The Building Reaches Out First
Expectation. The building shall anticipate lifecycle needs before the resident has to ask — communicating deadlines with lead time, handling data with transparency, and ensuring that no resident is disadvantaged by the design of the lifecycle process itself.
Required.
- Renewal communication is initiated by the building no fewer than 90 days before lease expiry. The communication includes the expiry date, available renewal options, proposed terms, and a response deadline that provides adequate time to decide. The communication is an invitation to consider options, not a deadline imposed without preparation.
- When a credential, authorization, or registration approaches expiry — parking permit, amenity access tied to a lease term, a household member's temporary credential — the resident is notified before the expiry, not after.
- The building publishes what personal data it collects, why, how long it retains data after move-out, and how the resident can request access, correction, or deletion. The published retention period is consistent with applicable data protection requirements. The data policy is accessible through the interface.
- A resident who cannot use the digital interface for lifecycle actions — due to language barrier, accessibility need, or device limitation — has access to an alternative method that results in the same outcome.
- After a high-impact lifecycle event — a move-in that required troubleshooting, a billing correction, a system failure during onboarding — the building initiates follow-up to confirm the issue is resolved. Follow-up is initiated by the building, not requested by the resident.
Recommended.
- When demand for move-in or move-out dates exceeds capacity — common at month-end — the building communicates availability and alternatives, rather than assigning dates without consultation.
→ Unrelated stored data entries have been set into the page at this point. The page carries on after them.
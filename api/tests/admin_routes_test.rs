//! Integration tests for the administration routes

mod common;

use actix_web::{http::StatusCode, test};
use serde_json::Value;

use common::{access_cookie, admin_post, refresh_cookie, TestEnv};
use fa_api::create_app;
use fa_core::UserRepository;

#[actix_web::test]
async fn test_admin_routes_require_admin_role() {
    let env = TestEnv::new();
    let (id, pair) = env.register("alice").await;
    let app = test::init_service(create_app(env.state.clone())).await;

    let req = admin_post(&format!("/api/v1/admin/users/{}/ban", id), &pair.access).to_request();
    let resp = test::call_service(&app, req).await;
    assert_eq!(resp.status(), StatusCode::FORBIDDEN);

    let req = test::TestRequest::get().uri("/api/v1/admin/mass_logout").to_request();
    let resp = test::call_service(&app, req).await;
    assert_eq!(resp.status(), StatusCode::UNAUTHORIZED);

    let account = env.users.find_by_id(id).await.unwrap().unwrap();
    assert!(account.active);
}

#[actix_web::test]
async fn test_ban_and_unban() {
    let env = TestEnv::new();
    let admin = env.admin_session().await;
    let (id, pair) = env.register("alice").await;
    let app = test::init_service(create_app(env.state.clone())).await;

    let req = admin_post(&format!("/api/v1/admin/users/{}/ban", id), &admin.access).to_request();
    let resp = test::call_service(&app, req).await;
    assert_eq!(resp.status(), StatusCode::OK);
    let body: Value = test::read_body_json(resp).await;
    assert_eq!(body["id"], id);
    assert_eq!(body["action"], "ban");
    assert!(!env.users.find_by_id(id).await.unwrap().unwrap().active);

    let req = test::TestRequest::post()
        .uri("/api/v1/auth/token/refresh")
        .cookie(refresh_cookie(&pair.refresh))
        .to_request();
    let resp = test::call_service(&app, req).await;
    assert_eq!(resp.status(), StatusCode::UNAUTHORIZED);

    let req = admin_post(&format!("/api/v1/admin/users/{}/unban", id), &admin.access).to_request();
    let resp = test::call_service(&app, req).await;
    assert_eq!(resp.status(), StatusCode::OK);
    assert!(env.users.find_by_id(id).await.unwrap().unwrap().active);
}

#[actix_web::test]
async fn test_kick_and_unkick() {
    let env = TestEnv::new();
    let admin = env.admin_session().await;
    let (id, pair) = env.register("alice").await;
    let app = test::init_service(create_app(env.state.clone())).await;

    let refresh = || {
        test::TestRequest::post()
            .uri("/api/v1/auth/token/refresh")
            .cookie(refresh_cookie(&pair.refresh))
            .to_request()
    };

    let req = admin_post(&format!("/api/v1/admin/users/{}/kick", id), &admin.access).to_request();
    assert_eq!(test::call_service(&app, req).await.status(), StatusCode::OK);
    assert_eq!(
        test::call_service(&app, refresh()).await.status(),
        StatusCode::UNAUTHORIZED
    );

    let req = admin_post(&format!("/api/v1/admin/users/{}/unkick", id), &admin.access).to_request();
    assert_eq!(test::call_service(&app, req).await.status(), StatusCode::OK);
    assert_eq!(test::call_service(&app, refresh()).await.status(), StatusCode::OK);
}

#[actix_web::test]
async fn test_unknown_and_malformed_account_ids() {
    let env = TestEnv::new();
    let admin = env.admin_session().await;
    let app = test::init_service(create_app(env.state.clone())).await;

    let req = admin_post("/api/v1/admin/users/999/kick", &admin.access).to_request();
    let resp = test::call_service(&app, req).await;
    assert_eq!(resp.status(), StatusCode::NOT_FOUND);
    let body: Value = test::read_body_json(resp).await;
    assert_eq!(body["error"], "NOT_FOUND");

    let req = admin_post("/api/v1/admin/users/abc/ban", &admin.access).to_request();
    let resp = test::call_service(&app, req).await;
    assert_eq!(resp.status(), StatusCode::BAD_REQUEST);
}

#[actix_web::test]
async fn test_mass_logout_lifecycle() {
    let env = TestEnv::new();
    let (_, early) = env.register("alice").await;
    env.clock.advance(30);
    let admin = env.admin_session().await;
    let app = test::init_service(create_app(env.state.clone())).await;

    let req = test::TestRequest::get()
        .uri("/api/v1/admin/mass_logout")
        .cookie(access_cookie(&admin.access))
        .to_request();
    let body: Value = test::read_body_json(test::call_service(&app, req).await).await;
    assert_eq!(body["active"], false);
    assert!(body.get("since").is_none());

    let req = admin_post("/api/v1/admin/mass_logout", &admin.access).to_request();
    let resp = test::call_service(&app, req).await;
    assert_eq!(resp.status(), StatusCode::OK);
    let body: Value = test::read_body_json(resp).await;
    assert_eq!(body["active"], true);

    let req = test::TestRequest::post()
        .uri("/api/v1/auth/token/refresh")
        .cookie(refresh_cookie(&early.refresh))
        .to_request();
    assert_eq!(
        test::call_service(&app, req).await.status(),
        StatusCode::UNAUTHORIZED
    );

    let req = test::TestRequest::get()
        .uri("/api/v1/admin/mass_logout")
        .cookie(access_cookie(&admin.access))
        .to_request();
    let body: Value = test::read_body_json(test::call_service(&app, req).await).await;
    assert_eq!(body["active"], true);
    assert!(body["since"].is_string());

    let req = test::TestRequest::delete()
        .uri("/api/v1/admin/mass_logout")
        .cookie(access_cookie(&admin.access))
        .to_request();
    let resp = test::call_service(&app, req).await;
    assert_eq!(resp.status(), StatusCode::OK);

    let req = test::TestRequest::post()
        .uri("/api/v1/auth/token/refresh")
        .cookie(refresh_cookie(&early.refresh))
        .to_request();
    assert_eq!(test::call_service(&app, req).await.status(), StatusCode::OK);
}

#[actix_web::test]
async fn test_ban_with_cache_down_is_unavailable() {
    let env = TestEnv::new();
    let admin = env.admin_session().await;
    let (id, _) = env.register("alice").await;
    env.cache.set_failing(true);
    let app = test::init_service(create_app(env.state.clone())).await;

    let req = admin_post(&format!("/api/v1/admin/users/{}/ban", id), &admin.access).to_request();
    let resp = test::call_service(&app, req).await;
    assert_eq!(resp.status(), StatusCode::SERVICE_UNAVAILABLE);
    assert!(env.users.find_by_id(id).await.unwrap().unwrap().active);
}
- When a resident's lease is approaching expiry and no renewal action has been taken, the building sends a reminder at a second interval — so the resident has more than one opportunity to engage.
- The building provides the resident with an exportable record of their occupancy data — payment history, documents, and correspondence — at or after move-out.
In practice.
A resident's lease expires on July 31. On May 1 — 91 days before — a notification appears: lease expiry approaching, renewal options available, review and respond by June 15. The resident opens the interface and sees: 12-month renewal at current rate, 6-month renewal at adjusted rate, month-to-month option. They have 45 days to decide. They were not ambushed.
A resident's parking permit is tied to their lease term. The lease renews on August 1 but the parking permit was issued separately and expires July 31. Fourteen days before expiry, the resident receives a notification: parking permit expiring July 31, renewal required. The resident renews. They did not discover the expiry by finding the parking gate locked on August 1.
A resident moves in on a Saturday. The parking credential does not work. The building detects the failure, contacts the resident, and resolves it by Sunday morning. On Monday, a follow-up message: parking access confirmed working — let us know if anything else needs attention. The building checked back. The resident did not have to chase.
A resident moves out. They request an export of their payment history for tax records. The building provides a downloadable file covering the full occupancy period: dates, amounts, descriptions, receipts. The resident's financial record of living in the building is portable.
An elderly resident does not use a smartphone. Their lease renewal is handled through an alternative method — a phone call with a named contact, followed by written confirmation delivered to their unit. The renewal is recorded in the system with the same status as a digital renewal. The resident's inability to use the interface did not prevent them from renewing.
Failure modes.
Renewal ambush. The lease expires in three weeks. The resident had no idea. The office sends a renewal notice with a 10-day deadline and a rent increase. The resident was going to renew — now they are considering leaving on principle. The building's failure to communicate early turned a renewal into a confrontation.
Silent expiry. A resident's gym access is tied to their lease term. The lease renews but the gym authorization does not auto-extend. The resident discovers the lapse when they are denied entry at the gym door. No notification was sent before the expiry. The gap existed because the systems were not linked and no one communicated the mismatch.
Data opacity. A resident asks what personal data the building holds about them. The office has no published policy, no data inventory, and no process for responding. The resident's question goes unanswered for weeks. The building collects data across ten systems and cannot account for what it holds.
Interface-only lifecycle. The building's renewal process is entirely digital. A resident with limited vision cannot navigate the interface. No alternative is offered. The resident's lease lapses because the building designed a process that excluded them.
Test.
- Set a lease expiry 90 days in the future. Confirm: the building initiates renewal communication at or before the 90-day mark.
- Set a credential expiry. Confirm: the resident is notified before the expiry.
- View the building's data policy in the interface. Confirm: it states what data is collected, retention periods, and how to request access or deletion.
- Attempt to complete a lifecycle action through an alternative method (phone, in-person). Confirm: the action succeeds and is recorded in the system.
- After a move-in issue is resolved, confirm: the building initiates follow-up without the resident requesting it.